EXERCISE GOAL:
Set down the records that follow exactly, every line of them.

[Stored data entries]
--
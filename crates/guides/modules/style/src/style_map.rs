//! Inline style objects and their merge.

use core::fmt;

use guides_values::format_px;
use indexmap::IndexMap;
use indexmap::map::Iter;
use log::trace;
use serde::{Deserialize, Deserializer, Serialize};

/// Properties that take bare numbers; every other numeric value is pixels.
const UNITLESS_PROPERTIES: &[&str] = &[
    "flex-grow",
    "flex-shrink",
    "font-weight",
    "line-height",
    "opacity",
    "order",
    "z-index",
];

/// A style property value: a number or literal CSS text.
#[derive(Clone, Debug, PartialEq, Serialize, Deserialize)]
#[serde(untagged)]
pub enum StyleValue {
    Number(f64),
    Text(String),
}

impl fmt::Display for StyleValue {
    fn fmt(&self, formatter: &mut fmt::Formatter<'_>) -> fmt::Result {
        match self {
            Self::Number(value) => write!(formatter, "{value}"),
            Self::Text(text) => formatter.write_str(text),
        }
    }
}

impl From<f64> for StyleValue {
    fn from(value: f64) -> Self {
        Self::Number(value)
    }
}

impl From<i32> for StyleValue {
    fn from(value: i32) -> Self {
        Self::Number(f64::from(value))
    }
}

impl From<&str> for StyleValue {
    fn from(text: &str) -> Self {
        Self::Text(text.to_owned())
    }
}

impl From<String> for StyleValue {
    fn from(text: String) -> Self {
        Self::Text(text)
    }
}

/// Property name → value, in first-insertion order.
///
/// Setting a property that already exists replaces its value but keeps its
/// position, like assigning to an existing key of a JavaScript object.
/// Deserializing skips properties whose value is `null`.
#[derive(Clone, Debug, Default, PartialEq, Serialize, Deserialize)]
#[serde(transparent)]
pub struct StyleMap {
    #[serde(deserialize_with = "skip_null_values")]
    properties: IndexMap<String, StyleValue>,
}

fn skip_null_values<'de, D>(deserializer: D) -> Result<IndexMap<String, StyleValue>, D::Error>
where
    D: Deserializer<'de>,
{
    let entries = IndexMap::<String, Option<StyleValue>>::deserialize(deserializer)?;
    Ok(entries
        .into_iter()
        .filter_map(|(property, value)| value.map(|present| (property, present)))
        .collect())
}

impl StyleMap {
    #[inline]
    pub fn new() -> Self {
        Self::default()
    }

    /// Builder form of [`StyleMap::insert`].
    #[must_use]
    pub fn set(mut self, property: impl Into<String>, value: impl Into<StyleValue>) -> Self {
        self.insert(property, value);
        self
    }

    /// Set `property`, returning the value it replaces.
    pub fn insert(
        &mut self,
        property: impl Into<String>,
        value: impl Into<StyleValue>,
    ) -> Option<StyleValue> {
        self.properties.insert(property.into(), value.into())
    }

    pub fn get(&self, property: &str) -> Option<&StyleValue> {
        self.properties.get(property)
    }

    /// Remove `property`, keeping the order of the remaining entries.
    pub fn remove(&mut self, property: &str) -> Option<StyleValue> {
        self.properties.shift_remove(property)
    }

    #[inline]
    pub fn len(&self) -> usize {
        self.properties.len()
    }

    #[inline]
    pub fn is_empty(&self) -> bool {
        self.properties.is_empty()
    }

    pub fn iter(&self) -> Iter<'_, String, StyleValue> {
        self.properties.iter()
    }

    /// Copy every property of `other` over this map; `other` wins on conflicts.
    pub fn extend_from(&mut self, other: &Self) {
        for (property, value) in &other.properties {
            if let Some(previous) = self.properties.insert(property.clone(), value.clone()) {
                trace!(target: "guides_style", "{property}: {previous} replaced by {value}");
            }
        }
    }

    /// Render as the body of a `style` attribute, e.g. `color: red; margin-top: 8px;`.
    ///
    /// camelCase property names are written in kebab-case and numbers gain a `px`
    /// suffix unless the property is unitless (`opacity`, `z-index`, ...).
    pub fn to_inline(&self) -> String {
        self.properties
            .iter()
            .map(|(property, value)| {
                let name = to_kebab_case(property);
                let text = match value {
                    StyleValue::Number(number) if !UNITLESS_PROPERTIES.contains(&name.as_str()) => {
                        format_px(*number)
                    }
                    StyleValue::Number(_) | StyleValue::Text(_) => value.to_string(),
                };
                format!("{name}: {text};")
            })
            .collect::<Vec<_>>()
            .join(" ")
    }

    /// Parse the body of a `style` attribute.
    ///
    /// Declarations are split on `;` and then on the first `:`. Items with an
    /// empty property or value are skipped, and a repeated property keeps the
    /// last value.
    pub fn parse_inline(input: &str) -> Self {
        let mut map = Self::new();
        for item in input.split(';') {
            let Some((raw_property, raw_value)) = item.split_once(':') else {
                continue;
            };
            let property = raw_property.trim();
            let value = raw_value.trim();
            if property.is_empty() || value.is_empty() {
                continue;
            }
            map.insert(property, value);
        }
        map
    }
}

impl fmt::Display for StyleMap {
    fn fmt(&self, formatter: &mut fmt::Formatter<'_>) -> fmt::Result {
        formatter.write_str(&self.to_inline())
    }
}

impl<'map> IntoIterator for &'map StyleMap {
    type Item = (&'map String, &'map StyleValue);
    type IntoIter = Iter<'map, String, StyleValue>;

    fn into_iter(self) -> Self::IntoIter {
        self.properties.iter()
    }
}

impl<K: Into<String>, V: Into<StyleValue>> FromIterator<(K, V)> for StyleMap {
    fn from_iter<I: IntoIterator<Item = (K, V)>>(entries: I) -> Self {
        let mut map = Self::new();
        for (property, value) in entries {
            map.insert(property, value);
        }
        map
    }
}

/// `marginTop` → `margin-top`, `WebkitTransition` → `-webkit-transition`,
/// `msTransform` → `-ms-transform`. Custom properties (`--gap`) and names
/// already in kebab-case are returned unchanged.
fn to_kebab_case(property: &str) -> String {
    if property.starts_with("--") {
        return property.to_owned();
    }
    let mut out = String::with_capacity(property.len() + 4);
    if property.starts_with("ms")
        && property
            .chars()
            .nth(2)
            .is_some_and(|character| character.is_ascii_uppercase())
    {
        out.push('-');
    }
    for character in property.chars() {
        if character.is_ascii_uppercase() {
            out.push('-');
            out.push(character.to_ascii_lowercase());
        } else {
            out.push(character);
        }
    }
    out
}

/// One input to [`cs`]: a style map, or something that may turn out falsy.
pub trait StyleFragment {
    /// Merge this fragment's properties, if any, into `target`.
    fn merge_into(&self, target: &mut StyleMap);
}

impl StyleFragment for StyleMap {
    fn merge_into(&self, target: &mut StyleMap) {
        target.extend_from(self);
    }
}

/// A bare boolean carries no properties.
impl StyleFragment for bool {
    fn merge_into(&self, _target: &mut StyleMap) {}
}

impl<T: StyleFragment> StyleFragment for Option<T> {
    fn merge_into(&self, target: &mut StyleMap) {
        if let Some(fragment) = self {
            fragment.merge_into(target);
        }
    }
}

/// `(style, condition)` merges `style` only when `condition` holds.
impl<T: StyleFragment> StyleFragment for (T, bool) {
    fn merge_into(&self, target: &mut StyleMap) {
        if self.1 {
            self.0.merge_into(target);
        }
    }
}

impl<T: StyleFragment + ?Sized> StyleFragment for &T {
    fn merge_into(&self, target: &mut StyleMap) {
        (**self).merge_into(target);
    }
}

/// Merge style fragments left to right; a later value for a property wins.
///
/// For fragments of different types use the [`cs!`](crate::cs!) macro.
pub fn cs<I>(fragments: I) -> StyleMap
where
    I: IntoIterator,
    I::Item: StyleFragment,
{
    let mut merged = StyleMap::new();
    for fragment in fragments {
        fragment.merge_into(&mut merged);
    }
    merged
}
--
EXERCISE OUTPUT:
filename crates/guides/modules/style/src/style_map.rs
//! Inline style objects and their merge.

use core::fmt;

use guides_values::format_px;
use indexmap::IndexMap;
use indexmap::map::Iter;
use log::trace;
use serde::{Deserialize, Deserializer, Serialize};

/// Properties that take bare numbers; every other numeric value is pixels.
const UNITLESS_PROPERTIES: &[&str] = &[
    "flex-grow",
    "flex-shrink",
    "font-weight",
    "line-height",
    "opacity",
    "order",
    "z-index",
];

/// A style property value: a number or literal CSS text.
#[derive(Clone, Debug, PartialEq, Serialize, Deserialize)]
#[serde(untagged)]
pub enum StyleValue {
    Number(f64),
    Text(String),
}

impl fmt::Display for StyleValue {
    fn fmt(&self, formatter: &mut fmt::Formatter<'_>) -> fmt::Result {
        match self {
            Self::Number(value) => write!(formatter, "{value}"),
            Self::Text(text) => formatter.write_str(text),
        }
    }
}

impl From<f64> for StyleValue {
    fn from(value: f64) -> Self {
        Self::Number(value)
    }
}

impl From<i32> for StyleValue {
    fn from(value: i32) -> Self {
        Self::Number(f64::from(value))
    }
}

impl From<&str> for StyleValue {
    fn from(text: &str) -> Self {
        Self::Text(text.to_owned())
    }
}

impl From<String> for StyleValue {
    fn from(text: String) -> Self {
        Self::Text(text)
    }
}

/// Property name → value, in first-insertion order.
///
/// Setting a property that already exists replaces its value but keeps its
/// position, like assigning to an existing key of a JavaScript object.
/// Deserializing skips properties whose value is `null`.
#[derive(Clone, Debug, Default, PartialEq, Serialize, Deserialize)]
#[serde(transparent)]
pub struct StyleMap {
    #[serde(deserialize_with = "skip_null_values")]
    properties: IndexMap<String, StyleValue>,
}

fn skip_null_values<'de, D>(deserializer: D) -> Result<IndexMap<String, StyleValue>, D::Error>
where
    D: Deserializer<'de>,
{
    let entries = IndexMap::<String, Option<StyleValue>>::deserialize(deserializer)?;
    Ok(entries
        .into_iter()
        .filter_map(|(property, value)| value.map(|present| (property, present)))
        .collect())
}

impl StyleMap {
    #[inline]
    pub fn new() -> Self {
        Self::default()
    }

    /// Builder form of [`StyleMap::insert`].
    #[must_use]
    pub fn set(mut self, property: impl Into<String>, value: impl Into<StyleValue>) -> Self {
        self.insert(property, value);
        self
    }

    /// Set `property`, returning the value it replaces.
    pub fn insert(
        &mut self,
        property: impl Into<String>,
        value: impl Into<StyleValue>,
    ) -> Option<StyleValue> {
        self.properties.insert(property.into(), value.into())
    }

    pub fn get(&self, property: &str) -> Option<&StyleValue> {
        self.properties.get(property)
    }

    /// Remove `property`, keeping the order of the remaining entries.
    pub fn remove(&mut self, property: &str) -> Option<StyleValue> {
        self.properties.shift_remove(property)
    }

    #[inline]
    pub fn len(&self) -> usize {
        self.properties.len()
    }

    #[inline]
    pub fn is_empty(&self) -> bool {
        self.properties.is_empty()
    }

    pub fn iter(&self) -> Iter<'_, String, StyleValue> {
        self.properties.iter()
    }

    /// Copy every property of `other` over this map; `other` wins on conflicts.
    pub fn extend_from(&mut self, other: &Self) {
        for (property, value) in &other.properties {
            if let Some(previous) = self.properties.insert(property.clone(), value.clone()) {
                trace!(target: "guides_style", "{property}: {previous} replaced by {value}");
            }
        }
    }

    /// Render as the body of a `style` attribute, e.g. `color: red; margin-top: 8px;`.
    ///
    /// camelCase property names are written in kebab-case and numbers gain a `px`
    /// suffix unless the property is unitless (`opacity`, `z-index`, ...).
    pub fn to_inline(&self) -> String {
        self.properties
            .iter()
            .map(|(property, value)| {
                let name = to_kebab_case(property);
                let text = match value {
                    StyleValue::Number(number) if !UNITLESS_PROPERTIES.contains(&name.as_str()) => {
                        format_px(*number)
                    }
                    StyleValue::Number(_) | StyleValue::Text(_) => value.to_string(),
                };
                format!("{name}: {text};")
            })
            .collect::<Vec<_>>()
            .join(" ")
    }

    /// Parse the body of a `style` attribute.
    ///
    /// Declarations are split on `;` and then on the first `:`. Items with an
    /// empty property or value are skipped, and a repeated property keeps the
    /// last value.
    pub fn parse_inline(input: &str) -> Self {
        let mut map = Self::new();
        for item in input.split(';') {
            let Some((raw_property, raw_value)) = item.split_once(':') else {
                continue;
            };
            let property = raw_property.trim();
            let value = raw_value.trim();
            if property.is_empty() || value.is_empty() {
                continue;
            }
            map.insert(property, value);
        }
        map
    }
}

impl fmt::Display for StyleMap {
    fn fmt(&self, formatter: &mut fmt::Formatter<'_>) -> fmt::Result {
        formatter.write_str(&self.to_inline())
    }
}

impl<'map> IntoIterator for &'map StyleMap {
    type Item = (&'map String, &'map StyleValue);
    type IntoIter = Iter<'map, String, StyleValue>;

    fn into_iter(self) -> Self::IntoIter {
        self.properties.iter()
    }
}

impl<K: Into<String>, V: Into<StyleValue>> FromIterator<(K, V)> for StyleMap {
    fn from_iter<I: IntoIterator<Item = (K, V)>>(entries: I) -> Self {
        let mut map = Self::new();
        for (property, value) in entries {
            map.insert(property, value);
        }
        map
    }
}

/// `marginTop` → `margin-top`, `WebkitTransition` → `-webkit-transition`,
/// `msTransform` → `-ms-transform`. Custom properties (`--gap`) and names
/// already in kebab-case are returned unchanged.
fn to_kebab_case(property: &str) -> String {
    if property.starts_with("--") {
        return property.to_owned();
    }
    let mut out = String::with_capacity(property.len() + 4);
    if property.starts_with("ms")
        && property
            .chars()
            .nth(2)
            .is_some_and(|character| character.is_ascii_uppercase())
    {
        out.push('-');
    }
    for character in property.chars() {
        if character.is_ascii_uppercase() {
            out.push('-');
            out.push(character.to_ascii_lowercase());
        } else {
            out.push(character);
        }
    }
    out
}

/// One input to [`cs`]: a style map, or something that may turn out falsy.
pub trait StyleFragment {
    /// Merge this fragment's properties, if any, into `target`.
    fn merge_into(&self, target: &mut StyleMap);
}

impl StyleFragment for StyleMap {
    fn merge_into(&self, target: &mut StyleMap) {
        target.extend_from(self);
    }
}

/// A bare boolean carries no properties.
impl StyleFragment for bool {
    fn merge_into(&self, _target: &mut StyleMap) {}
}

impl<T: StyleFragment> StyleFragment for Option<T> {
    fn merge_into(&self, target: &mut StyleMap) {
        if let Some(fragment) = self {
            fragment.merge_into(target);
        }
    }
}

/// `(style, condition)` merges `style` only when `condition` holds.
impl<T: StyleFragment> StyleFragment for (T, bool) {
    fn merge_into(&self, target: &mut StyleMap) {
        if self.1 {
            self.0.merge_into(target);
        }
    }
}

impl<T: StyleFragment + ?Sized> StyleFragment for &T {
    fn merge_into(&self, target: &mut StyleMap) {
        (**self).merge_into(target);
    }
}

/// Merge style fragments left to right; a later value for a property wins.
///
/// For fragments of different types use the [`cs!`](crate::cs!) macro.
pub fn cs<I>(fragments: I) -> StyleMap
where
    I: IntoIterator,
    I::Item: StyleFragment,
{
    let mut merged = StyleMap::new();
    for fragment in fragments {
        fragment.merge_into(&mut merged);
    }
    merged
}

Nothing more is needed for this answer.